Growing up the way we did, my wife and I both learned early on not to waste anything. We weren’t poor now, not by a long shot, but when you’ve spent your childhood stretching every dollar, that “waste-not” mentality never fully leaves. It’s more than a habit; it’s instinct.
I’d become something of a hawk for deals, tracking social media for those inevitable posts about local stores closing down, big sales, liquidations—anything with a shot at uncovering a hidden gem. It was like a hobby. And that’s how I found out about the toy store. An old post, buried deep on the community page, announced the auction of a local toy shop that had been a fixture in the town since the Great Depression.

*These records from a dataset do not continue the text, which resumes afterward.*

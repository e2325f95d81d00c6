//! Stored row shapes, version 1.
//!
//! Each `*RowV1` mirrors one table exactly as the hosted schema returns it.
//! Decoding is strict about types and required columns; nullable columns get
//! the same defaults everywhere (country "France", quantity 1, empty
//! specifications, zero dimensions).
//!
//! JSON columns (`specifications`, `default_dimensions`, `dimensions`,
//! `parameters`) are shared with the mobile app and keep its French keys.

use chrono::{DateTime, NaiveDate, Utc};
use serde::de::DeserializeOwned;
use serde::{Deserialize, Serialize};
use serde_json::Value;

use menuiserie_clients::Client;
use menuiserie_core::{
    CategoryId, ClientId, PostalAddress, ProductId, ProjectId, ProjectProductId,
    address::DEFAULT_COUNTRY,
};
use menuiserie_products::{
    DEFAULT_CATEGORY_ICON, DefaultDimensions, Dimensions, Parameters, Product, ProductCategory,
    ProductType, Specifications,
};
use menuiserie_projects::{Project, ProjectProduct, ProjectProductStatus, ProjectStatus};

use crate::services::ServiceError;
use crate::store::Row;

/// Version of the row shapes below.
pub const ROW_SCHEMA_VERSION: u32 = 1;

/// Decode one row into its schema, naming `entity` on failure.
pub fn decode<T: DeserializeOwned>(entity: &'static str, row: Row) -> Result<T, ServiceError> {
    serde_json::from_value(Value::Object(row)).map_err(|e| ServiceError::Schema {
        entity,
        message: e.to_string(),
    })
}

/// Encode a write payload as a row.
pub fn encode<T: Serialize>(entity: &'static str, payload: &T) -> Result<Row, ServiceError> {
    match serde_json::to_value(payload) {
        Ok(Value::Object(row)) => Ok(row),
        Ok(other) => Err(ServiceError::Schema {
            entity,
            message: format!("payload encoded as {other} instead of an object"),
        }),
        Err(e) => Err(ServiceError::Schema {
            entity,
            message: e.to_string(),
        }),
    }
}

fn stamp(value: Option<DateTime<Utc>>) -> DateTime<Utc> {
    value.unwrap_or_default()
}

// ---------------------------------------------------------------- clients

#[derive(Debug, Clone, Deserialize)]
pub struct ClientRowV1 {
    pub id: ClientId,
    pub first_name: String,
    pub last_name: String,
    pub email: String,
    pub phone: String,
    pub company: Option<String>,
    pub address_street: String,
    pub address_city: String,
    pub address_postal_code: String,
    pub address_country: Option<String>,
    pub created_at: Option<DateTime<Utc>>,
    pub updated_at: Option<DateTime<Utc>>,
}

impl ClientRowV1 {
    pub fn into_domain(self) -> Client {
        Client {
            id: self.id,
            last_name: self.last_name,
            first_name: self.first_name,
            company: self.company.filter(|c| !c.is_empty()),
            email: self.email,
            phone: self.phone,
            address: PostalAddress {
                street: self.address_street,
                city: self.address_city,
                postal_code: self.address_postal_code,
                country: self
                    .address_country
                    .filter(|c| !c.is_empty())
                    .unwrap_or_else(|| DEFAULT_COUNTRY.to_string()),
            },
            notes: None,
            project_ids: Vec::new(),
            created_at: stamp(self.created_at),
            updated_at: stamp(self.updated_at),
        }
    }
}

#[derive(Debug, Clone, Serialize)]
pub struct ClientInsertV1 {
    pub first_name: String,
    pub last_name: String,
    pub email: String,
    pub phone: String,
    pub company: Option<String>,
    pub address_street: String,
    pub address_city: String,
    pub address_postal_code: String,
    pub address_country: String,
}

// --------------------------------------------------------------- products

#[derive(Debug, Clone, Deserialize)]
pub struct CategoryRowV1 {
    pub id: CategoryId,
    pub name: String,
    pub description: Option<String>,
    #[serde(default)]
    pub icon: Option<String>,
}

impl CategoryRowV1 {
    pub fn into_domain(self) -> ProductCategory {
        ProductCategory {
            id: self.id,
            name: self.name,
            description: self.description.unwrap_or_default(),
            icon: self
                .icon
                .unwrap_or_else(|| DEFAULT_CATEGORY_ICON.to_string()),
        }
    }
}

#[derive(Debug, Clone, Serialize)]
pub struct CategoryInsertV1 {
    pub name: String,
    pub description: Option<String>,
}

/// `products.specifications`.
#[derive(Debug, Clone, Default, PartialEq, Eq, Serialize, Deserialize)]
pub struct SpecificationsV1 {
    #[serde(default)]
    pub materiaux: Vec<String>,
    #[serde(default)]
    pub couleurs: Vec<String>,
    #[serde(rename = "typesVitrage", default, skip_serializing_if = "Option::is_none")]
    pub types_vitrage: Option<Vec<String>>,
    #[serde(rename = "systemeOuverture", default, skip_serializing_if = "Option::is_none")]
    pub systeme_ouverture: Option<Vec<String>>,
}

impl From<SpecificationsV1> for Specifications {
    fn from(v: SpecificationsV1) -> Self {
        Specifications {
            materials: v.materiaux,
            colors: v.couleurs,
            glazing_types: v.types_vitrage,
            opening_systems: v.systeme_ouverture,
        }
    }
}

impl From<&Specifications> for SpecificationsV1 {
    fn from(s: &Specifications) -> Self {
        SpecificationsV1 {
            materiaux: s.materials.clone(),
            couleurs: s.colors.clone(),
            types_vitrage: s.glazing_types.clone(),
            systeme_ouverture: s.opening_systems.clone(),
        }
    }
}

/// `products.default_dimensions`. Missing bounds read as 0.
#[derive(Debug, Clone, Copy, Default, PartialEq, Serialize, Deserialize)]
#[serde(rename_all = "camelCase", default)]
pub struct DefaultDimensionsV1 {
    pub largeur_min: f64,
    pub largeur_max: f64,
    pub hauteur_min: f64,
    pub hauteur_max: f64,
}

impl From<DefaultDimensionsV1> for DefaultDimensions {
    fn from(v: DefaultDimensionsV1) -> Self {
        DefaultDimensions {
            width_min: v.largeur_min,
            width_max: v.largeur_max,
            height_min: v.hauteur_min,
            height_max: v.hauteur_max,
        }
    }
}

impl From<&DefaultDimensions> for DefaultDimensionsV1 {
    fn from(d: &DefaultDimensions) -> Self {
        DefaultDimensionsV1 {
            largeur_min: d.width_min,
            largeur_max: d.width_max,
            hauteur_min: d.height_min,
            hauteur_max: d.height_max,
        }
    }
}

#[derive(Debug, Clone, Deserialize)]
pub struct ProductRowV1 {
    pub id: ProductId,
    pub category_id: CategoryId,
    pub name: String,
    pub description: String,
    #[serde(rename = "type")]
    pub product_type: String,
    pub specifications: Option<SpecificationsV1>,
    pub default_dimensions: Option<DefaultDimensionsV1>,
    pub created_at: Option<DateTime<Utc>>,
    pub updated_at: Option<DateTime<Utc>>,
}

impl ProductRowV1 {
    pub fn into_domain(self) -> Product {
        let unrecognized_type = ProductType::from_tag(&self.product_type)
            .is_none()
            .then(|| self.product_type.clone());
        Product {
            id: self.id,
            category_id: self.category_id,
            name: self.name,
            description: self.description,
            product_type: ProductType::from_tag_or_window(&self.product_type),
            unrecognized_type,
            specifications: self.specifications.unwrap_or_default().into(),
            default_dimensions: self.default_dimensions.unwrap_or_default().into(),
            created_at: stamp(self.created_at),
            updated_at: stamp(self.updated_at),
        }
    }
}

#[derive(Debug, Clone, Serialize)]
pub struct ProductInsertV1 {
    pub category_id: CategoryId,
    pub name: String,
    pub description: String,
    #[serde(rename = "type")]
    pub product_type: &'static str,
    pub specifications: SpecificationsV1,
    pub default_dimensions: DefaultDimensionsV1,
}

// --------------------------------------------------------------- projects

#[derive(Debug, Clone, Deserialize)]
pub struct ProjectRowV1 {
    pub id: ProjectId,
    pub client_id: ClientId,
    pub name: String,
    pub description: Option<String>,
    pub status: Option<String>,
    pub site_address_street: Option<String>,
    pub site_address_city: Option<String>,
    pub site_address_postal_code: Option<String>,
    pub planned_start_date: Option<NaiveDate>,
    pub planned_end_date: Option<NaiveDate>,
    pub notes: Option<String>,
    pub tags: Option<Vec<String>>,
    #[serde(default)]
    pub estimated_budget: Option<f64>,
    pub created_at: Option<DateTime<Utc>>,
    pub updated_at: Option<DateTime<Utc>>,
}

impl ProjectRowV1 {
    /// The site address exists only when a street is stored.
    pub fn site_address(&self) -> Option<PostalAddress> {
        let street = self.site_address_street.as_deref().filter(|s| !s.is_empty())?;
        Some(PostalAddress::new(
            street,
            self.site_address_city.clone().unwrap_or_default(),
            self.site_address_postal_code.clone().unwrap_or_default(),
            DEFAULT_COUNTRY,
        ))
    }

    pub fn into_domain(self, client: Client, products: Vec<ProjectProduct>) -> Project {
        let site_address = self.site_address();
        Project {
            id: self.id,
            name: self.name,
            description: self.description.filter(|d| !d.is_empty()),
            client_id: self.client_id,
            client,
            products,
            status: ProjectStatus::from_db(self.status.as_deref()),
            site_address,
            planned_start: self.planned_start_date,
            planned_end: self.planned_end_date,
            estimated_budget: self.estimated_budget,
            notes: self.notes.filter(|n| !n.is_empty()),
            tags: self.tags,
            created_at: stamp(self.created_at),
            updated_at: stamp(self.updated_at),
        }
    }
}
//! Errors raised while parsing domain values.

use thiserror::Error;

/// A value coming from outside (form input, stored text) did not parse.
#[derive(Debug, Error, Clone, PartialEq, Eq)]
pub enum DomainError {
    #[error("invalid value: {0}")]
    Validation(String),

    #[error("invalid identifier: {0}")]
    InvalidId(String),
}

impl DomainError {
    pub fn validation(msg: impl Into<String>) -> Self {
        Self::Validation(msg.into())
    }

    pub fn invalid_id(msg: impl Into<String>) -> Self {
        Self::InvalidId(msg.into())
    }
}
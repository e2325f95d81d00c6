//! Configuration loading.
//!
//! Values come from the process environment, after loading a `.env` file if
//! one exists. The data-store endpoint and its access key are required; the
//! `EXPO_PUBLIC_`-prefixed names used by the mobile build are accepted too.

use std::time::Duration;

use menuiserie_observability::LogFormat;
use serde::Deserialize;
use thiserror::Error;

#[derive(Debug, Error)]
pub enum ConfigError {
    #[error("missing required environment variable {0}")]
    Missing(&'static str),

    #[error("invalid data store url '{0}'")]
    InvalidUrl(String),

    #[error("invalid environment: {0}")]
    Env(#[from] envy::Error),
}

/// Raw environment, before required values are resolved.
#[derive(Debug, Deserialize)]
struct Env {
    supabase_url: Option<String>,
    expo_public_supabase_url: Option<String>,
    supabase_anon_key: Option<String>,
    expo_public_supabase_anon_key: Option<String>,
    request_timeout_secs: Option<u64>,
    #[serde(default)]
    log_format: LogFormat,
}

#[derive(Clone, PartialEq, Eq)]
pub struct Config {
    /// Project URL, without trailing slash.
    pub supabase_url: String,
    pub supabase_anon_key: String,
    pub request_timeout: Option<Duration>,
    pub log_format: LogFormat,
}

// The key is a credential; keep it out of logs.
impl core::fmt::Debug for Config {
    fn fmt(&self, f: &mut core::fmt::Formatter<'_>) -> core::fmt::Result {
        f.debug_struct("Config")
            .field("supabase_url", &self.supabase_url)
            .field("supabase_anon_key", &"<redacted>")
            .field("request_timeout", &self.request_timeout)
            .field("log_format", &self.log_format)
            .finish()
    }
}

impl Config {
    /// Load `.env` (if present) then read the process environment.
    pub fn from_env() -> Result<Self, ConfigError> {
        dotenvy::dotenv().ok();
        Self::resolve(envy::from_env::<Env>()?)
    }

    /// Read configuration from explicit `(NAME, value)` pairs.
    pub fn from_pairs<I>(pairs: I) -> Result<Self, ConfigError>
    where
        I: IntoIterator<Item = (String, String)>,
    {
        Self::resolve(envy::from_iter::<_, Env>(pairs)?)
    }

    fn resolve(env: Env) -> Result<Self, ConfigError> {
        let url = non_blank(env.supabase_url)
            .or_else(|| non_blank(env.expo_public_supabase_url))
            .ok_or(ConfigError::Missing("SUPABASE_URL"))?;
        let key = non_blank(env.supabase_anon_key)
            .or_else(|| non_blank(env.expo_public_supabase_anon_key))
            .ok_or(ConfigError::Missing("SUPABASE_ANON_KEY"))?;

        if !(url.starts_with("https://") || url.starts_with("http://")) {
            return Err(ConfigError::InvalidUrl(url));
        }

        Ok(Self {
            supabase_url: url.trim_end_matches('/').to_string(),
            supabase_anon_key: key,
            request_timeout: env
                .request_timeout_secs
                .filter(|secs| *secs > 0)
                .map(Duration::from_secs),
            log_format: env.log_format,
        })
    }
}

fn non_blank(value: Option<String>) -> Option<String> {
    value
        .map(|v| v.trim().to_string())
        .filter(|v| !v.is_empty())
}
//! Projects domain module.
//!
//! A project is a job for one client: a job site, a schedule and the list of
//! catalog products measured and configured for it. Configuration goes through
//! the dimension ruleset of `menuiserie-products`.

pub mod project;
pub mod project_product;

pub use project::{NewProject, Project, ProjectPatch, ProjectStatus};
pub use project_product::{
    NewProjectProduct, ProductConfiguration, ProjectProduct, ProjectProductStatus,
};
//! Tracing/logging setup shared by the binaries.

/// Initialize process-wide tracing with the given output format.
///
/// This is safe to call multiple times; subsequent calls become no-ops.
pub fn init(format: LogFormat) {
    tracing::init(format);
}

/// Tracing configuration (filters, layers).
pub mod tracing;

pub use self::tracing::{LogFormat, UnknownLogFormat};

The place was special. I’d been there once as a kid, and I remembered the almost magical feeling of the store—the smell of old wood and varnish, the glint of paint on row after row of handmade toys. This wasn’t your usual toy store. The owner, an older man everyone knew as Mr. Winslow, had poured his life into every toy, carving and painting each one by hand. Wooden soldiers, miniature dollhouses, delicate puzzles… everything you could imagine. He never imported a single thing, and every toy had a strange, vintage charm that you couldn’t find anywhere else.
Mr. Winslow and his wife had run the shop right up until they died, years apart. They didn’t have any family left, so the state had seized the property, and now they were auctioning everything off, right down to the last hand-carved toy.
The sale was on a cold, gray Saturday. I convinced my wife it’d be worth checking out, maybe picking up a few toys for our daughter. The place was in rough shape, dim and drafty. Half the lights didn’t work, and the smell of dust lingered heavy in the air, clinging to everything like a veil. But the toys—they were immaculate. Each shelf was still filled with tiny wooden faces frozen in mid-expression, each toy glancing out at us, wide-eyed and almost… expectant.
The crowd at the auction was familiar, dotted with faces I’d seen at sales like this before. Liquidation sales bring out a certain kind of person. You can always tell who’s a regular and who’s new to the scene just by watching them bid. The newcomers hesitate, test the waters before committing to any serious bid. But the regulars, the seasoned ones, they’ve got a rhythm. They know exactly how high to go, exactly when to pull back. Most of them aren’t there to pick up keepsakes; they’re there to flip it all for a profit online.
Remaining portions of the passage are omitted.